Y es en esa combinación extraña de lo sensorial, lo emotivo y lo intelectivo, privativa de poetas muy especiales, donde veo la singularidad principal de Sigfredo Ariel. Por lo general, los autores suelen trabajar con las sensaciones, a veces mezclándolas con las emociones, pero no tanto con lo intelectivo, que suele resultar dominio de voces más frías, más intelectualizadas, seguidoras de Eliot en aquello de que la emoción no debe traslucirse por sí misma en el poema. Sigfredo trabaja todo el tiempo con sensaciones y emociones, pero tampoco se priva de convocar a la inteligencia, no solo en los guiños culturales que pueblan sus composiciones, sino en la propuesta de una lectura simbólica que jamás podría completarse sin echar mano de un conocimiento canónico de la literatura, del aserto que apunté antes de que, para llegar a la ruptura, es mejor hacerlo desde la relectura audaz y subversiva de la tradición.

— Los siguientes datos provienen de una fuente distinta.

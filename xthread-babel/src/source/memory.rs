//! In-memory post source.

use std::collections::HashMap;

use crate::error::{Error, Result};
use crate::model::Post;

use super::PostSource;

/// Posts held in memory, with replies derived from their `reply_to` links.
#[derive(Debug, Clone, Default)]
pub struct MemorySource {
    posts: HashMap<String, Post>,
    /// Insertion order, so replies come back deterministically
    order: Vec<String>,
}

impl MemorySource {
    pub fn new() -> Self {
        Self::default()
    }

    pub fn with_posts(posts: impl IntoIterator<Item = Post>) -> Self {
        let mut source = Self::new();
        for post in posts {
            source.insert(post);
        }
        source
    }

    /// Adds or replaces a post.
    pub fn insert(&mut self, post: Post) {
        if !self.posts.contains_key(&post.id) {
            self.order.push(post.id.clone());
        }
        self.posts.insert(post.id.clone(), post);
    }

    pub fn len(&self) -> usize {
        self.posts.len()
    }

    pub fn is_empty(&self) -> bool {
        self.posts.is_empty()
    }
}

impl PostSource for MemorySource {
    fn fetch_post(&self, id: &str) -> Result<Post> {
        self.posts
            .get(id)
            .cloned()
            .ok_or_else(|| Error::NotFound(id.to_string()))
    }

    fn fetch_replies(&self, id: &str) -> Result<Vec<Post>> {
        Ok(self
            .order
            .iter()
            .filter_map(|key| self.posts.get(key))
            .filter(|post| post.reply_to.as_deref() == Some(id))
            .cloned()
            .collect())
    }
}

#[cfg(test)]
mod tests {
    use super::*;

    fn post(id: &str, reply_to: Option<&str>) -> Post {
        Post {
            id: id.to_string(),
            reply_to: reply_to.map(str::to_string),
            ..Post::default()
        }
    }

    #[test]
    fn replies_follow_reply_links() {
        let source = MemorySource::with_posts([
            post("1", None),
            post("3", Some("1")),
            post("2", Some("1")),
        ]);
        let ids: Vec<String> = source
            .fetch_replies("1")
            .unwrap()
            .into_iter()
            .map(|p| p.id)
            .collect();
        assert_eq!(ids, ["3", "2"]);
    }

    #[test]
    fn missing_post_is_not_found() {
        assert!(matches!(
            MemorySource::new().fetch_post("9"),
            Err(Error::NotFound(_))
        ));
    }
}
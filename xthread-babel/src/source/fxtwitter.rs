//! Schema of the FxTwitter status API and its conversion into the post model.
//!
//! The API is loosely typed: ids arrive as strings or numbers, `media` is either an
//! object (`photos`, `videos`, `all`) or a plain list, and an article's `entityMap` is
//! either a list of `{key, value}` pairs or an object keyed by entity key. Everything
//! optional defaults so a partial payload still renders.
//!
//! Draft.js block offsets count UTF-16 code units. They are converted to `char` offsets
//! here, so the rest of the crate only deals with one unit.

use std::collections::HashMap;

use serde::Deserialize;
use serde_json::Value;
use tracing::debug;

use crate::error::{Error, Result};
use crate::model::{
    Article, Author, BlockKind, EntityKind, EntityRange, ImageRef, Photo, Post, RichBlock,
    Stats, StyleKind, StyleRange,
};

/// Envelope of `GET /<user>/status/<id>`.
#[derive(Debug, Deserialize)]
pub struct ApiResponse {
    pub code: u16,
    #[serde(default)]
    pub message: Option<String>,
    #[serde(default)]
    pub tweet: Option<ApiTweet>,
}

#[derive(Debug, Clone, Deserialize)]
#[serde(untagged)]
enum Id {
    Text(String),
    Number(u64),
}

impl Id {
    fn into_string(self) -> String {
        match self {
            Id::Text(text) => text,
            Id::Number(n) => n.to_string(),
        }
    }
}

#[derive(Debug, Clone, Deserialize)]
pub struct ApiTweet {
    #[serde(default)]
    id: Option<Id>,
    #[serde(default)]
    url: Option<String>,
    #[serde(default)]
    text: String,
    #[serde(default)]
    raw_text: Option<ApiRawText>,
    #[serde(default)]
    author: ApiAuthor,
    #[serde(default)]
    created_at: String,
    #[serde(default)]
    likes: u64,
    #[serde(default)]
    retweets: u64,
    #[serde(default)]
    replies: u64,
    #[serde(default)]
    views: Option<u64>,
    #[serde(default)]
    media: Option<ApiMedia>,
    #[serde(default)]
    medias: Option<Vec<ApiMediaItem>>,
    #[serde(default)]
    quote: Option<Box<ApiTweet>>,
    #[serde(default)]
    replying_to_status: Option<Id>,
    #[serde(default)]
    article: Option<ApiArticle>,
}

#[derive(Debug, Clone, Default, Deserialize)]
struct ApiAuthor {
    #[serde(default)]
    name: Option<String>,
    #[serde(default)]
    screen_name: Option<String>,
    #[serde(default)]
    avatar_url: Option<String>,
}
use clap::{Arg, ArgAction, Command, ValueHint};
use clap_complete::{generate_to, shells::*};
use std::env;
use std::io::Error;

// Mirror of the command layout in src/main.rs
// Build scripts can't access src/ modules, so the flags are repeated here
fn output_arg() -> Arg {
    Arg::new("output")
        .long("output")
        .short('o')
        .help("Output directory")
        .value_hint(ValueHint::DirPath)
}

fn format_arg() -> Arg {
    Arg::new("to")
        .long("to")
        .help("Output format")
        .value_parser(["markdown", "json", "text"])
        .value_hint(ValueHint::Other)
}

fn main() -> Result<(), Error> {
    let outdir = match env::var_os("OUT_DIR") {
        None => return Ok(()),
        Some(outdir) => outdir,
    };

    let mut cmd = Command::new("xthread")
        .version(env!("CARGO_PKG_VERSION"))
        .about("Save X/Twitter posts, threads and articles as Markdown")
        .arg_required_else_help(true)
        .arg(
            Arg::new("list-formats")
                .long("list-formats")
                .help("List available output formats")
                .action(ArgAction::SetTrue)
                .global(true),
        )
        .arg(
            Arg::new("config")
                .long("config")
                .help("Path to an xthread.toml configuration file")
                .value_hint(ValueHint::FilePath)
                .global(true),
        )
        .arg(
            Arg::new("verbose")
                .long("verbose")
                .short('v')
                .help("Show debug logs")
                .action(ArgAction::Count)
                .global(true),
        )
        .subcommand(
            Command::new("fetch")
                .about("Fetch a post and save it")
                .arg(
                    Arg::new("url")
                        .help("Post URL")
                        .required(true)
                        .index(1)
                        .value_hint(ValueHint::Url),
                )
                .arg(output_arg())
                .arg(format_arg())
                .arg(
                    Arg::new("no-thread")
                        .long("no-thread")
                        .help("Do not follow the thread")
                        .action(ArgAction::SetTrue),
                )
                .arg(
                    Arg::new("max-depth")
                        .long("max-depth")
                        .help("Maximum posts followed in each direction")
                        .value_hint(ValueHint::Other),
                ),
        )
        .subcommand(
            Command::new("render")
                .about("Render a saved API response")
                .arg(
                    Arg::new("input")
                        .help("Saved API response (JSON)")
                        .required(true)
                        .index(1)
                        .value_hint(ValueHint::FilePath),
                )
                .arg(
                    Arg::new("url")
                        .long("url")
                        .help("Source link")
                        .value_hint(ValueHint::Url),
                )
                .arg(output_arg())
                .arg(format_arg())
                .arg(
                    Arg::new("with-media")
                        .long("with-media")
                        .help("Download the referenced images")
                        .action(ArgAction::SetTrue),
                ),
        );

    // Generate completions for bash
    generate_to(Bash, &mut cmd, "xthread", &outdir)?;

    // Generate completions for zsh
    generate_to(Zsh, &mut cmd, "xthread", &outdir)?;

    // Generate completions for fish
    generate_to(Fish, &mut cmd, "xthread", &outdir)?;

    println!("cargo:warning=Shell completions generated in {outdir:?}");

    Ok(())
}
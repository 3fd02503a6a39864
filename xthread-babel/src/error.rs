//! Error types for retrieval, rendering and format operations

use thiserror::Error;

/// Result type alias for xthread-babel operations
pub type Result<T> = std::result::Result<T, Error>;

/// Errors that can occur while fetching, rendering or writing a document
#[derive(Debug, Error)]
pub enum Error {
    /// The input could not be understood as a post URL
    #[error("invalid post URL: {0}")]
    InvalidUrl(String),

    /// The URL host is not one of the known mirrors
    #[error("unsupported domain '{domain}' (supported: {supported})")]
    UnsupportedDomain { domain: String, supported: String },

    /// The post does not exist or was deleted
    #[error("post not found: {0}")]
    NotFound(String),

    /// The API answered, but not with a usable post
    #[error("API error: {0}")]
    Api(String),

    /// Transport-level failure
    #[error("network error: {0}")]
    Network(#[from] reqwest::Error),

    /// JSON (de)serialization failure
    #[error("serialization error: {0}")]
    Serialization(#[from] serde_json::Error),

    /// File system failure while writing output
    #[error("I/O error: {0}")]
    Io(#[from] std::io::Error),

    /// Format not found in registry
    #[error("format '{0}' not found")]
    FormatNotFound(String),

    /// Error while parsing a document in some format
    #[error("parse error: {0}")]
    Parse(String),

    /// The format does not implement the requested direction
    #[error("operation not supported: {0}")]
    NotSupported(String),
}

Por esa razón, quizá, hallamos a lo largo de su obra varios momentos en que el sujeto lírico reflexiona acerca del arte poética. Y lo hace siempre indagando en cuestiones medulares de ese arte, no como tantos colegas al uso que se limitan a describir procedimientos o, en ocasiones, a saltarse a la torera las grandes preguntas inherentes al fondo y a la forma para salir del paso a golpe de ingenio o para hacer el ridículo sin cortapisas. Sigfredo, por su parte, mantiene en esos textos la incertidumbre primigenia del acto poético, la dura lucha contra el fracaso que entraña la poesía, desde el minuto en que resulta casi imposible traspasar al papel las visiones sin falta superiores a lo que el lenguaje nos permite plasmar al final, hasta los diferentes estados de incomunicabilidad, falta de reconocimiento social, éxito y dividendos económicos, en que se convierte, para muchos, el ejercicio «profesional» de este género.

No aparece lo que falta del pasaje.